Source data >>
//! Review primitives — verdicts, per-agent analyses and transcript messages.

use chrono::{DateTime, Utc};
use serde::{Deserialize, Serialize};

/// Recommendation from a single reviewer or from the aggregate council.
///
/// Verdicts carry no ordering; policies only ever compare them for equality.
#[derive(Debug, Clone, Copy, PartialEq, Eq, Hash, Serialize, Deserialize)]
#[serde(rename_all = "SCREAMING_SNAKE_CASE")]
pub enum Verdict {
    /// Submission is acceptable.
    Approve,
    /// Submission must not be admitted.
    Reject,
    /// Reviewer cannot decide without further discussion.
    NeedsDiscussion,
}

impl Verdict {
    /// Every verdict, in the order scores and tallies are reported.
    pub const ALL: [Verdict; 3] = [Self::Approve, Self::Reject, Self::NeedsDiscussion];

    /// Wire form used in logs and summaries.
    pub fn as_str(self) -> &'static str {
        match self {
            Self::Approve => "APPROVE",
            Self::Reject => "REJECT",
            Self::NeedsDiscussion => "NEEDS_DISCUSSION",
        }
    }

    /// Marker used by the human-readable renderings.
    pub fn marker(self) -> &'static str {
        match self {
            Self::Approve => "✅",
            Self::Reject => "❌",
            Self::NeedsDiscussion => "🤔",
        }
    }

    /// Scan free-form reviewer prose for an explicit verdict keyword.
    ///
    /// Only whole words count (`DISAPPROVE` is not `APPROVE`), and the last
    /// keyword wins, since reviewers close with their verdict.
    pub fn from_text(text: &str) -> Option<Self> {
        text.split(|c: char| !(c.is_alphanumeric() || c == '_'))
            .rev()
            .find_map(|word| {
                Self::ALL
                    .into_iter()
                    .find(|v| word.eq_ignore_ascii_case(v.as_str()))
            })
    }
}

impl std::fmt::Display for Verdict {
    fn fmt(&self, f: &mut std::fmt::Formatter<'_>) -> std::fmt::Result {
        f.write_str(self.as_str())
    }
}

/// Clamp a reported confidence into `[0, 1]`. Non-finite values become 0.
pub fn clamp_confidence(confidence: f64) -> f64 {
    if confidence.is_finite() {
        confidence.clamp(0.0, 1.0)
    } else {
        0.0
    }
}

/// One reviewer's independent findings for a submission.
#[derive(Debug, Clone, PartialEq, Serialize, Deserialize)]
pub struct CodeAnalysis {
    /// Blocking findings.
    pub issues: Vec<String>,
    /// Findings that need a human look but do not block on their own.
    pub warnings: Vec<String>,
    /// Signals in favour of the submission.
    pub positives: Vec<String>,
    /// The reviewer's verdict.
    pub verdict: Verdict,
    /// Confidence in the verdict (0.0–1.0).
    pub confidence: f64,
}

impl CodeAnalysis {
    /// Create an analysis with no findings.
    pub fn new(verdict: Verdict, confidence: f64) -> Self {
        Self {
            issues: Vec::new(),
            warnings: Vec::new(),
            positives: Vec::new(),
            verdict,
            confidence: clamp_confidence(confidence),
        }
    }

    /// Neutral analysis a reviewer falls back to when it cannot evaluate.
    pub fn neutral() -> Self {
        Self::new(Verdict::NeedsDiscussion, 0.5)
    }

    pub fn with_issues(mut self, issues: Vec<String>) -> Self {
        self.issues = issues;
        self
    }

    pub fn with_warnings(mut self, warnings: Vec<String>) -> Self {
        self.warnings = warnings;
        self
    }

    pub fn with_positives(mut self, positives: Vec<String>) -> Self {
        self.positives = positives;
        self
    }

    /// Re-apply the confidence clamp to an analysis built field-by-field.
    pub fn sanitized(mut self) -> Self {
        self.confidence = clamp_confidence(self.confidence);
        self
    }

    /// Short vote rationale: the first two issues joined by `"; "`.
    pub fn rationale(&self) -> String {
        self.issues
            .iter()
            .take(2)
            .map(String::as_str)
            .collect::<Vec<_>>()
            .join("; ")
    }
}

impl Default for CodeAnalysis {
    fn default() -> Self {
        Self::neutral()
    }
}

/// A single message in the review transcript.
#[derive(Debug, Clone, PartialEq, Serialize, Deserialize)]
pub struct ReviewMessage {
    /// Name of the reviewer that emitted the message.
    #[serde(rename = "agent")]
    pub agent_name: String,
    /// Message body (Markdown).
    pub content: String,
    /// Verdict carried by the message, if the reviewer stated one.
    pub verdict: Option<Verdict>,
    /// When the message was emitted.
    pub timestamp: DateTime<Utc>,
    /// Reviewer this message replies to.
    pub in_reply_to: Option<String>,
}

impl ReviewMessage {
    /// Create a message stamped with the current time.
    pub fn new(agent_name: &str, content: impl Into<String>) -> Self {
        Self {
            agent_name: agent_name.to_string(),
            content: content.into(),
            verdict: None,
            timestamp: Utc::now(),
            in_reply_to: None,
        }
    }

    pub fn with_verdict(mut self, verdict: Verdict) -> Self {
        self.verdict = Some(verdict);
        self
    }

    pub fn replying_to(mut self, agent_name: &str) -> Self {
        self.in_reply_to = Some(agent_name.to_string());
        self
    }

    /// First `max_chars` characters of the content (char-boundary safe).
    pub fn excerpt(&self, max_chars: usize) -> String {
        self.content.chars().take(max_chars).collect()
    }
}
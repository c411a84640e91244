//! The latest-wins vote ledger, kept in update order.

use indexmap::IndexMap;
use serde::{Deserialize, Serialize};

use crate::types::Verdict;

/// A reviewer's current vote.
#[derive(Debug, Clone, PartialEq, Serialize, Deserialize)]
pub struct AgentVote {
    /// Reviewer identity (ledger key).
    pub agent_name: String,
    pub verdict: Verdict,
    /// Confidence in the verdict (0.0–1.0).
    pub confidence: f64,
    /// Multiplier taken from the role-weight table at insertion time.
    pub role_weight: f64,
    /// Short justification for the vote.
    pub rationale: String,
}

impl AgentVote {
    /// Contribution of this vote to weighted scoring.
    pub fn weight(&self) -> f64 {
        self.confidence * self.role_weight
    }
}

/// Ordered map of reviewer name to vote.
///
/// Iteration follows insertion order, where replacing an existing vote
/// counts as a fresh insertion: the replaced vote moves to the end.
#[derive(Debug, Clone, Default, PartialEq)]
pub struct VoteLedger {
    votes: IndexMap<String, AgentVote>,
}

impl VoteLedger {
    pub fn new() -> Self {
        Self::default()
    }

    /// Insert or replace the vote for `vote.agent_name`.
    ///
    /// Returns the vote it replaced, if any.
    pub fn upsert(&mut self, vote: AgentVote) -> Option<AgentVote> {
        let previous = self.votes.shift_remove(&vote.agent_name);
        self.votes.insert(vote.agent_name.clone(), vote);
        previous
    }

    pub fn get(&self, agent_name: &str) -> Option<&AgentVote> {
        self.votes.get(agent_name)
    }

    /// Votes in ledger order.
    pub fn iter(&self) -> impl Iterator<Item = &AgentVote> {
        self.votes.values()
    }

    pub fn len(&self) -> usize {
        self.votes.len()
    }

    pub fn is_empty(&self) -> bool {
        self.votes.is_empty()
    }

    pub fn clear(&mut self) {
        self.votes.clear();
    }

    /// Reviewer name → verdict, in ledger order.
    pub fn breakdown(&self) -> IndexMap<String, Verdict> {
        self.iter()
            .map(|v| (v.agent_name.clone(), v.verdict))
            .collect()
    }

    /// Reviewer name → confidence, in ledger order.
    pub fn confidences(&self) -> IndexMap<String, f64> {
        self.iter()
            .map(|v| (v.agent_name.clone(), v.confidence))
            .collect()
    }

    /// Number of votes cast for `verdict`.
    pub fn count(&self, verdict: Verdict) -> usize {
        self.iter().filter(|v| v.verdict == verdict).count()
    }

    /// Mean confidence of the votes for `verdict`, or 0 when there are none.
    pub fn mean_confidence_for(&self, verdict: Verdict) -> f64 {
        let (sum, n) = self
            .iter()
            .filter(|v| v.verdict == verdict)
            .fold((0.0, 0usize), |(sum, n), v| (sum + v.confidence, n + 1));
        if n == 0 {
            0.0
        } else {
            sum / n as f64
        }
    }
}
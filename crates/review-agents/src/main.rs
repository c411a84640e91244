use std::io::{IsTerminal, Read};
use std::path::PathBuf;
use std::process::ExitCode;
use std::sync::Arc;

use anyhow::{bail, Context, Result};
use clap::Parser;
use review_agents::{default_roster, AgentsConfig, ChatClient, OpenAiChatClient};
use review_coordination::{ConsensusMethod, ConsensusResult, ConversationOrchestrator, Verdict};
use tracing::{info, warn};

/// Output rendering for the review.
#[derive(Debug, Clone, Copy, PartialEq, Eq, clap::ValueEnum)]
enum OutputFormat {
    /// Consensus summary only.
    Text,
    /// Full conversation log (or the bare result with `--quick`).
    Json,
    /// Chat-style transcript with the consensus footer.
    Transcript,
}

/// Multi-agent code review: security, quality and rules-compliance reviewers
/// discuss a submission and vote on it.
#[derive(Debug, Parser)]
#[command(name = "review-agents", version)]
struct Cli {
    /// Python file to review.
    file: Option<PathBuf>,

    /// Review this code string instead of a file.
    #[arg(short, long, conflicts_with = "file")]
    code: Option<String>,

    /// Consensus method: majority, unanimous, weighted or security_veto.
    #[arg(short, long)]
    method: Option<ConsensusMethod>,

    /// Maximum discussion rounds.
    #[arg(short, long)]
    rounds: Option<u32>,

    /// Write the rendered review to this file.
    #[arg(short, long)]
    output: Option<PathBuf>,

    #[arg(short, long, value_enum, default_value_t = OutputFormat::Transcript)]
    format: OutputFormat,

    /// Only log warnings.
    #[arg(short, long)]
    quiet: bool,

    /// Skip the discussion and vote on the initial analyses.
    #[arg(long)]
    quick: bool,

    /// TOML config with [review] and [llm] tables.
    #[arg(long)]
    config: Option<PathBuf>,

    /// Run the initial analyses concurrently.
    #[arg(long)]
    parallel: bool,
}

#[tokio::main]
async fn main() -> Result<ExitCode> {
    let cli = Cli::parse();

    let default_level = if cli.quiet { "warn" } else { "info" };
    tracing_subscriber::fmt()
        .with_env_filter(
            tracing_subscriber::EnvFilter::try_from_default_env()
                .unwrap_or_else(|_| default_level.into()),
        )
        .with_writer(std::io::stderr)
        .init();

    let mut config = match &cli.config {
        Some(path) => AgentsConfig::load(path)
            .with_context(|| format!("loading config {}", path.display()))?,
        None => AgentsConfig::from_env(),
    };
    if let Some(method) = cli.method {
        config.review.consensus_method = method;
    }
    if let Some(rounds) = cli.rounds {
        config.review.max_rounds = rounds;
    }
    if cli.parallel {
        config.review.parallel_analysis = true;
    }

    let (code, filename) = read_input(&cli)?;

    let client: Option<Arc<dyn ChatClient>> = match &config.llm {
        Some(endpoint) => {
            let client = OpenAiChatClient::new(endpoint).context("building LLM client")?;
            info!(url = %endpoint.url, model = %client.model(), "LLM reviewers enabled");
            let client: Arc<dyn ChatClient> = Arc::new(client);
            Some(client)
        }
        None => {
            warn!("REVIEW_LLM_URL not set; reviewers run rule-based only");
            None
        }
    };

    let mut orchestrator = ConversationOrchestrator::new(default_roster(client), config.review)
        .context("invalid review configuration")?;

    let (rendered, result) = if cli.quick {
        let result = orchestrator.quick_review(&code, &filename).await?;
        let rendered = match cli.format {
            OutputFormat::Json => serde_json::to_string_pretty(&result)?,
            OutputFormat::Text | OutputFormat::Transcript => result.summary.clone(),
        };
        (rendered, result)
    } else {
        let log = orchestrator.review_code(&code, &filename).await?;
        let result = log
            .consensus_result()
            .cloned()
            .context("review finished without a consensus result")?;
        let rendered = match cli.format {
            OutputFormat::Json => log.to_json_pretty()?,
            OutputFormat::Transcript => log.render_transcript(),
            OutputFormat::Text => result.summary.clone(),
        };
        (rendered, result)
    };

    match &cli.output {
        Some(path) => {
            std::fs::write(path, &rendered)
                .with_context(|| format!("writing {}", path.display()))?;
            info!(path = %path.display(), "Review written");
        }
        None => println!("{}", rendered),
    }

    Ok(exit_code(&result))
}

/// Code and display filename from the file argument, `--code`, or stdin.
fn read_input(cli: &Cli) -> Result<(String, String)> {
    if let Some(code) = &cli.code {
        return Ok((code.clone(), "<stdin>".to_string()));
    }
    if let Some(path) = &cli.file {
        let code = std::fs::read_to_string(path)
            .with_context(|| format!("reading {}", path.display()))?;
        return Ok((code, path.display().to_string()));
    }
    if std::io::stdin().is_terminal() {
        bail!("no input: pass a file, --code, or pipe code on stdin");
    }
    let mut code = String::new();
    std::io::stdin()
        .read_to_string(&mut code)
        .context("reading stdin")?;
    Ok((code, "<stdin>".to_string()))
}

fn exit_code(result: &ConsensusResult) -> ExitCode {
    if result.final_verdict == Verdict::Approve {
        ExitCode::SUCCESS
    } else {
        ExitCode::FAILURE
    }
}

Problem to work on >>
Each line above that contains the word "issues" must be copied.

Response to this exercise >>
    pub issues: Vec<String>,
            issues: Vec::new(),
    pub fn with_issues(mut self, issues: Vec<String>) -> Self {
        self.issues = issues;
    /// Short vote rationale: the first two issues joined by `"; "`.
        self.issues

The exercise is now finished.